The foundation of trust
and civility – the corrosion of
leadership.
I find myself speechless at
times in the presence of the relentless demonizing of half the nation by the
other half, of pettiness and fabricated attempts to destroy the reputations of
those with whom some disagree, and behavior and rhetoric that instead of
bringing us together as a nation during this time of multiple crises is instead
continuing to drive ever deeper the wedge of division that has been injuring
our national soul now for several years doing severe damage to the foundation
of civility without which no nation or culture can long endure.
We are now engaged in a
new civil war, fought not with weapons but with words, not over north and south
but left and right, not between the blue and the grey but the blue and the red,
increasingly robbing us of our need to engage in respectful dialogue. The demonizing of half of who we
are by the other half of who we are is going to cause us to lose all of who we
are. It is a foundation of civilization that once severely damaged will
take generations to slowly repair.
The foundation of human
equality – the deep running wound of racism erupting again. The unprecedented numbers of marches and persons and
time involved today will hopefully see us turn a corner in a longstanding wound
in our national soul, with the politicizing of racism not allowed this time to
dictate what happens. This is a fragile foundation that has yet to be fully
built.
Ironically, our Old
Testament lesson this morning tells us of a man named Job who thousands of
years ago experienced the loss of all of these foundations in his life: he was
afflicted with a painful illness, he lost his sources of income, and he lost
his position of leadership in his community resulting in his being treated with
prejudice and rejection. In the bottom of his despair he cried out, “I know
that my redeemer lives …”
I believe Job is an
exhibition of a reason why black churches often exhibit a greater intensity in
the expression of their faith than their white counterparts due to the anvil of
racism and prejudice on which that faith is hammered out.
When it comes to the
foundation of human equality our national history has revealed a consistent
pattern of commitment to principles and truths in our secular documents that
echo the principles and truths of Scripture:
The Declaration of
Independence, signed at Philadelphia, Pennsylvania, 4 July 1776.

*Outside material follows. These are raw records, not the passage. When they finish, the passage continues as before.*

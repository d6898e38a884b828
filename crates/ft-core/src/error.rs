use thiserror::Error;

/// Errors originating from the core crate.
#[derive(Error, Debug)]
pub enum CoreError {
    /// Invalid configuration value or structure.
    #[error("invalid configuration: {0}")]
    Config(String),

    /// Referenced file does not exist.
    #[error("file not found: {path}")]
    FileNotFound {
        /// Path that was not found.
        path: String,
    },
}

This foundational document
contains this phrase: “…all men are created equal.” Yet forty-one
of the signers of the
Declaration of Independence owned slaves including Benjamin Franklin, Thomas
Jefferson and Presbyterian minister John Witherspoon, continuing a commercial
and cultural practice already in place since 1619.
Lincoln’s Gettysburg
Address at the Gettysburg, Pennsylvania battlefield 19 November 1863.
It was in Mrs. Thomas’
fifth grade class in the little elementary school in the desert town of Boulder
City, Nevada, that we were all required to memorize Lincoln’s Gettysburg
Address. To this day I can still quote the opening lines:
“Four score and seven years ago our forefathers brought
forth on this continent a new nation, conceived in liberty, and dedicated to
the proposition that all men are created equal.”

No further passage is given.